O procurador-geral é o único autorizado a acusar um cidadão de crime comum perante o Supremo. Como as investigações sobre a tentativa de golpe correm na Corte, o fato de estarem “em via de conclusão” significa que se aproxima o acerto de contas de Bolsonaro com a lei, daí o capitão e seus aliados barganharem votos no Congresso em troca de anistia. Que houve crime nos planos golpistas e que há pistas de culpa do ex-presidente, Gonet não tem dúvida faz tempo. Expressa tal pensamento desde o julgamento de Bolsonaro no Tribunal Superior Eleitoral há cerca de um ano, caso em que atuou em nome da Procuradoria. Quatro dias depois de assumir a PGR, em dezembro passado, havia escrito em um documento enviado ao Supremo: “As medidas requeridas encontram-se fundamentadas na existência de materialidade delitiva e nos indícios de autoria apontados pela autoridade policial”. Era um parecer sobre a intenção da PF de realizar buscas e prisões. A operação Tempus Veritatis, ou “hora da verdade” em latim, foi às ruas em 8 de fevereiro. Em contextos criminais, “materialidade” quer dizer a existência de provas a respeito de um determinado crime.

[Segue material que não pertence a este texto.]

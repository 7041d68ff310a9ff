//! Pixel format conversion and scaling
//!
//! Every conversion goes through packed RGBA. YUV formats use BT.601
//! limited-range coefficients in fixed point. Scaling is nearest neighbour.

use crate::webcodecs::VideoPixelFormat;

use super::{CodecError, CodecResult, Frame};

/// Video pixel format converter and scaler
pub struct Scaler {
  src_width: u32,
  src_height: u32,
  src_format: VideoPixelFormat,
  dst_width: u32,
  dst_height: u32,
  dst_format: VideoPixelFormat,
}

impl Scaler {
  /// Create a new scaler for the given conversion
  pub fn new(
    src_width: u32,
    src_height: u32,
    src_format: VideoPixelFormat,
    dst_width: u32,
    dst_height: u32,
    dst_format: VideoPixelFormat,
  ) -> CodecResult<Self> {
    if src_width == 0 || src_height == 0 || dst_width == 0 || dst_height == 0 {
      return Err(CodecError::InvalidConfig(format!(
        "Invalid scaler dimensions: {}x{} -> {}x{}",
        src_width, src_height, dst_width, dst_height
      )));
    }
    Ok(Self {
      src_width,
      src_height,
      src_format,
      dst_width,
      dst_height,
      dst_format,
    })
  }

  /// Create a scaler for format conversion only (no scaling)
  pub fn new_converter(
    width: u32,
    height: u32,
    src_format: VideoPixelFormat,
    dst_format: VideoPixelFormat,
  ) -> CodecResult<Self> {
    Self::new(width, height, src_format, width, height, dst_format)
  }

  /// Scale/convert a frame, allocating a new destination frame
  pub fn scale_alloc(&self, src: &Frame) -> CodecResult<Frame> {
    if src.pixel_format() != Some(self.src_format)
      || src.width() != self.src_width
      || src.height() != self.src_height
    {
      return Err(CodecError::InvalidData(format!(
        "Scaler expects {}x{} {}, got {}x{}",
        self.src_width,
        self.src_height,
        self.src_format,
        src.width(),
        src.height()
      )));
    }

    let mut out = if self.src_format == self.dst_format && self.is_converter_only() {
      src.clone()
    } else {
      let rgba = to_rgba(src)?;
      let rgba = if self.is_converter_only() {
        rgba
      } else {
        resize_nearest(
          &rgba,
          self.src_width,
          self.src_height,
          self.dst_width,
          self.dst_height,
        )
      };
      from_rgba(&rgba, self.dst_width, self.dst_height, self.dst_format)?
    };
    out.set_pts(src.pts());
    if let Some(duration) = src.duration() {
      out.set_duration(duration);
    }
    Ok(out)
  }

  // ========================================================================
  // Accessors
  // ========================================================================

  pub fn src_width(&self) -> u32 {
    self.src_width
  }

  pub fn src_height(&self) -> u32 {
    self.src_height
  }

  pub fn src_format(&self) -> VideoPixelFormat {
    self.src_format
  }

  pub fn dst_width(&self) -> u32 {
    self.dst_width
  }

  pub fn dst_height(&self) -> u32 {
    self.dst_height
  }

  pub fn dst_format(&self) -> VideoPixelFormat {
    self.dst_format
  }

  /// Check if this is a format-only conversion (no scaling)
  pub fn is_converter_only(&self) -> bool {
    self.src_width == self.dst_width && self.src_height == self.dst_height
  }
}

impl std::fmt::Debug for Scaler {
  fn fmt(&self, f: &mut std::fmt::Formatter<'_>) -> std::fmt::Result {
    f.debug_struct("Scaler")
      .field("src", &(self.src_width, self.src_height, self.src_format))
      .field("dst", &(self.dst_width, self.dst_height, self.dst_format))
      .finish()
  }
}

// ============================================================================
// Color conversion
// ============================================================================

fn clamp_u8(v: i32) -> u8 {
  v.clamp(0, 255) as u8
}

fn yuv_to_rgb(y: u8, u: u8, v: u8) -> [u8; 3] {
  let c = y as i32 - 16;
  let d = u as i32 - 128;
  let e = v as i32 - 128;
  [
    clamp_u8((298 * c + 409 * e + 128) >> 8),
    clamp_u8((298 * c - 100 * d - 208 * e + 128) >> 8),
    clamp_u8((298 * c + 516 * d + 128) >> 8),
  ]
}

fn rgb_to_y(r: i32, g: i32, b: i32) -> u8 {
  clamp_u8(((66 * r + 129 * g + 25 * b + 128) >> 8) + 16)
}

fn rgb_to_uv(r: i32, g: i32, b: i32) -> (u8, u8) {
  (
    clamp_u8(((-38 * r - 74 * g + 112 * b + 128) >> 8) + 128),
    clamp_u8(((112 * r - 94 * g - 18 * b + 128) >> 8) + 128),
  )
}

fn plane<'a>(frame: &'a Frame, index: usize) -> CodecResult<&'a [u8]> {
  frame
    .plane(index)
    .ok_or_else(|| CodecError::InvalidData(format!("Missing plane {}", index)))
}

/// Convert any supported frame to packed RGBA
pub fn to_rgba(frame: &Frame) -> CodecResult<Vec<u8>> {
  let format = frame
    .pixel_format()
    .ok_or_else(|| CodecError::InvalidData("Frame is not video".into()))?;
  let w = frame.width() as usize;
  let h = frame.height() as usize;
  let mut out = vec![0u8; w * h * 4];

  match format {
    VideoPixelFormat::RGBA | VideoPixelFormat::RGBX => {
      out.copy_from_slice(&plane(frame, 0)?[..w * h * 4]);
      if format == VideoPixelFormat::RGBX {
        out.chunks_exact_mut(4).for_each(|px| px[3] = 255);
      }
    }
    VideoPixelFormat::BGRA | VideoPixelFormat::BGRX => {
      let src = plane(frame, 0)?;
      for (dst, px) in out.chunks_exact_mut(4).zip(src.chunks_exact(4)) {
        dst[0] = px[2];
        dst[1] = px[1];
        dst[2] = px[0];
        dst[3] = if format == VideoPixelFormat::BGRA {
          px[3]
        } else {
          255
        };
      }
    }
    VideoPixelFormat::NV12 | VideoPixelFormat::NV21 => {
      let y_plane = plane(frame, 0)?;
      let uv_plane = plane(frame, 1)?;
      let (u_idx, v_idx) = if format == VideoPixelFormat::NV12 {
        (0, 1)
      } else {
        (1, 0)
      };
      let uv_stride = w.div_ceil(2) * 2;
      for row in 0..h {
        for col in 0..w {
          let uv = (row / 2) * uv_stride + (col / 2) * 2;
          let rgb = yuv_to_rgb(
            y_plane[row * w + col],
            uv_plane[uv + u_idx],
            uv_plane[uv + v_idx],
          );
          let o = (row * w + col) * 4;
          out[o..o + 3].copy_from_slice(&rgb);
          out[o + 3] = 255;
        }
      }
    }
    VideoPixelFormat::I420
    | VideoPixelFormat::I420A
    | VideoPixelFormat::I422
    | VideoPixelFormat::I444 => {
      let (hsub, vsub) = format.chroma_subsampling();
      let cw = w.div_ceil(hsub);
      let y_plane = plane(frame, 0)?;
      let u_plane = plane(frame, 1)?;
      let v_plane = plane(frame, 2)?;
      let a_plane = if format == VideoPixelFormat::I420A {
        Some(plane(frame, 3)?)
      } else {
        None
      };
      for row in 0..h {
        for col in 0..w {
          let c = (row / vsub) * cw + col / hsub;
          let rgb = yuv_to_rgb(y_plane[row * w + col], u_plane[c], v_plane[c]);
          let o = (row * w + col) * 4;
          out[o..o + 3].copy_from_slice(&rgb);
          out[o + 3] = a_plane.map(|a| a[row * w + col]).unwrap_or(255);
        }
      }
    }
  }
  Ok(out)
}

/// Build a frame of `format` from packed RGBA
pub fn from_rgba(rgba: &[u8], width: u32, height: u32, format: VideoPixelFormat) -> CodecResult<Frame> {
  let w = width as usize;
  let h = height as usize;
  if rgba.len() < w * h * 4 {
    return Err(CodecError::InvalidData("RGBA buffer too short".into()));
  }
  let mut frame = Frame::new_video(width, height, format)?;

  match format {
    VideoPixelFormat::RGBA | VideoPixelFormat::RGBX => {
      if let Some(dst) = frame.plane_mut(0) {
        dst.copy_from_slice(&rgba[..w * h * 4]);
      }
    }
    VideoPixelFormat::BGRA | VideoPixelFormat::BGRX => {
      if let Some(dst) = frame.plane_mut(0) {
        for (out, px) in dst.chunks_exact_mut(4).zip(rgba.chunks_exact(4)) {
          out[0] = px[2];
          out[1] = px[1];
          out[2] = px[0];
          out[3] = px[3];
        }
      }
    }
    _ => {
      let (hsub, vsub) = format.chroma_subsampling();
      let cw = w.div_ceil(hsub);
      let ch = h.div_ceil(vsub);
      let mut y_plane = vec![0u8; w * h];
      let mut u_plane = vec![0u8; cw * ch];
      let mut v_plane = vec![0u8; cw * ch];

      for (i, px) in rgba.chunks_exact(4).take(w * h).enumerate() {
        y_plane[i] = rgb_to_y(px[0] as i32, px[1] as i32, px[2] as i32);
      }
      for crow in 0..ch {
        for ccol in 0..cw {
          let (mut r, mut g, mut b, mut n) = (0i32, 0i32, 0i32, 0i32);
          // the last row and column of an odd frame cover a single pixel
          for y in (crow * vsub..(crow + 1) * vsub).take_while(|&y| y < h) {
            for x in (ccol * hsub..(ccol + 1) * hsub).take_while(|&x| x < w) {
              let o = (y * w + x) * 4;
              r += rgba[o] as i32;
              g += rgba[o + 1] as i32;
              b += rgba[o + 2] as i32;
              n += 1;
            }
          }
          let (u, v) = rgb_to_uv(r / n, g / n, b / n);
          u_plane[crow * cw + ccol] = u;
          v_plane[crow * cw + ccol] = v;
        }
      }

      match format {
        VideoPixelFormat::NV12 | VideoPixelFormat::NV21 => {
          let mut uv = Vec::with_capacity(cw * ch * 2);
          for (u, v) in u_plane.iter().zip(v_plane.iter()) {
            if format == VideoPixelFormat::NV12 {
              uv.extend_from_slice(&[*u, *v]);
            } else {
              uv.extend_from_slice(&[*v, *u]);
            }
          }
          write_plane(&mut frame, 0, &y_plane);
          write_plane(&mut frame, 1, &uv);
        }
        _ => {
          write_plane(&mut frame, 0, &y_plane);
          write_plane(&mut frame, 1, &u_plane);
          write_plane(&mut frame, 2, &v_plane);
          if format == VideoPixelFormat::I420A {
            let alpha: Vec<u8> = rgba.chunks_exact(4).take(w * h).map(|px| px[3]).collect();
            write_plane(&mut frame, 3, &alpha);
          }
        }
      }
    }
  }
  Ok(frame)
}

fn write_plane(frame: &mut Frame, index: usize, data: &[u8]) {
  if let Some(dst) = frame.plane_mut(index) {
    let len = dst.len().min(data.len());
    dst[..len].copy_from_slice(&data[..len]);
  }
}

fn resize_nearest(rgba: &[u8], sw: u32, sh: u32, dw: u32, dh: u32) -> Vec<u8> {
  let (sw, sh, dw, dh) = (sw as usize, sh as usize, dw as usize, dh as usize);
  let mut out = vec![0u8; dw * dh * 4];
  for y in 0..dh {
    let sy = y * sh / dh;
    for x in 0..dw {
      let sx = x * sw / dw;
      let s = (sy * sw + sx) * 4;
      let d = (y * dw + x) * 4;
      out[d..d + 4].copy_from_slice(&rgba[s..s + 4]);
    }
  }
  out
}

#[cfg(test)]
mod tests {
  use super::*;

  fn solid_rgba(w: u32, h: u32, px: [u8; 4]) -> Frame {
    let data: Vec<u8> = (0..w * h).flat_map(|_| px).collect();
    Frame::from_video_data(w, h, VideoPixelFormat::RGBA, &data).unwrap()
  }

  #[test]
  fn test_rgba_to_bgra() {
    let scaler =
      Scaler::new_converter(2, 2, VideoPixelFormat::RGBA, VideoPixelFormat::BGRA).unwrap();
    let out = scaler.scale_alloc(&solid_rgba(2, 2, [10, 20, 30, 40])).unwrap();
    assert_eq!(&out.plane(0).unwrap()[..4], &[30, 20, 10, 40]);
  }

  #[test]
  fn test_i420_round_trip_is_close() {
    let src = solid_rgba(4, 4, [200, 100, 50, 255]);
    let to_yuv =
      Scaler::new_converter(4, 4, VideoPixelFormat::RGBA, VideoPixelFormat::I420).unwrap();
    let yuv = to_yuv.scale_alloc(&src).unwrap();
    assert_eq!(yuv.data_size(), 24);

    let back = to_rgba(&yuv).unwrap();
    for (a, b) in back[..3].iter().zip([200u8, 100, 50].iter()) {
      assert!((*a as i32 - *b as i32).abs() <= 3, "{} vs {}", a, b);
    }
  }

  #[test]
  fn test_black_white_luma_range() {
    let black = Scaler::new_converter(2, 2, VideoPixelFormat::RGBA, VideoPixelFormat::NV12)
      .unwrap()
      .scale_alloc(&solid_rgba(2, 2, [0, 0, 0, 255]))
      .unwrap();
    assert_eq!(black.plane(0).unwrap()[0], 16);
    let white = Scaler::new_converter(2, 2, VideoPixelFormat::RGBA, VideoPixelFormat::I444)
      .unwrap()
      .scale_alloc(&solid_rgba(2, 2, [255, 255, 255, 255]))
      .unwrap();
    assert_eq!(white.plane(0).unwrap()[0], 235);
  }

  #[test]
  fn test_upscale_nearest() {
    let scaler = Scaler::new(2, 2, VideoPixelFormat::RGBA, 4, 4, VideoPixelFormat::RGBA).unwrap();
    let out = scaler.scale_alloc(&solid_rgba(2, 2, [1, 2, 3, 4])).unwrap();
    assert_eq!(out.width(), 4);
    assert_eq!(out.plane(0).unwrap().len(), 64);
    assert_eq!(&out.plane(0).unwrap()[60..64], &[1, 2, 3, 4]);
  }

  #[test]
  fn test_odd_dimensions_round_chroma_up() {
    let src = solid_rgba(3, 3, [200, 100, 50, 255]);
    for format in [VideoPixelFormat::I420, VideoPixelFormat::NV12] {
      let yuv = Scaler::new_converter(3, 3, VideoPixelFormat::RGBA, format)
        .unwrap()
        .scale_alloc(&src)
        .unwrap();
      // 3x3 luma plus 2x2 chroma for each of U and V
      assert_eq!(yuv.data_size(), 17, "{}", format);

      let back = to_rgba(&yuv).unwrap();
      assert_eq!(back.len(), 36);
      let corner = &back[32..35];
      for (a, b) in corner.iter().zip([200u8, 100, 50].iter()) {
        assert!((*a as i32 - *b as i32).abs() <= 3, "{}: {} vs {}", format, a, b);
      }
    }
  }
}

A investigação da tramoia está em “via de conclusão”, informou o procurador-geral em 16 de maio

Com base em relatos de gente informada a respeito do andamento do caso e em papéis assinados por Gonet, é possível montar um quebra-cabeça e enxergar a denúncia à vista contra Bolsonaro. Os crimes principais a serem imputados ao capitão são tentativa de golpe de Estado (de 4 a 12 anos de prisão) e de abolição violenta do Estado democrático de Direito (de 4 a 8 anos), ambos previstos na lei 14.157, de 2021. O enredo se estende de julho de 2022 a janeiro de 2023. Começa com a disposição do ainda presidente de convencer seus auxiliares no governo e seus partidários de que a eleição seria “roubada”, iniciativa encorpada por uma reunião ministerial de 5 de julho e um encontro com embaixadores estrangeiros 13 dias depois. O capítulo final da trama, o “ápice”, na definição de Gonet, foi o levante de 8 de janeiro de 2023 em Brasília. Entre um e outro, há os episódios do “bloqueio de rodovias”, dos “acampamentos na porta de quartéis”, do “decreto golpista”, do “vandalismo da sede da PF” e do “plano de atentado a bomba no aeroporto de Brasília”.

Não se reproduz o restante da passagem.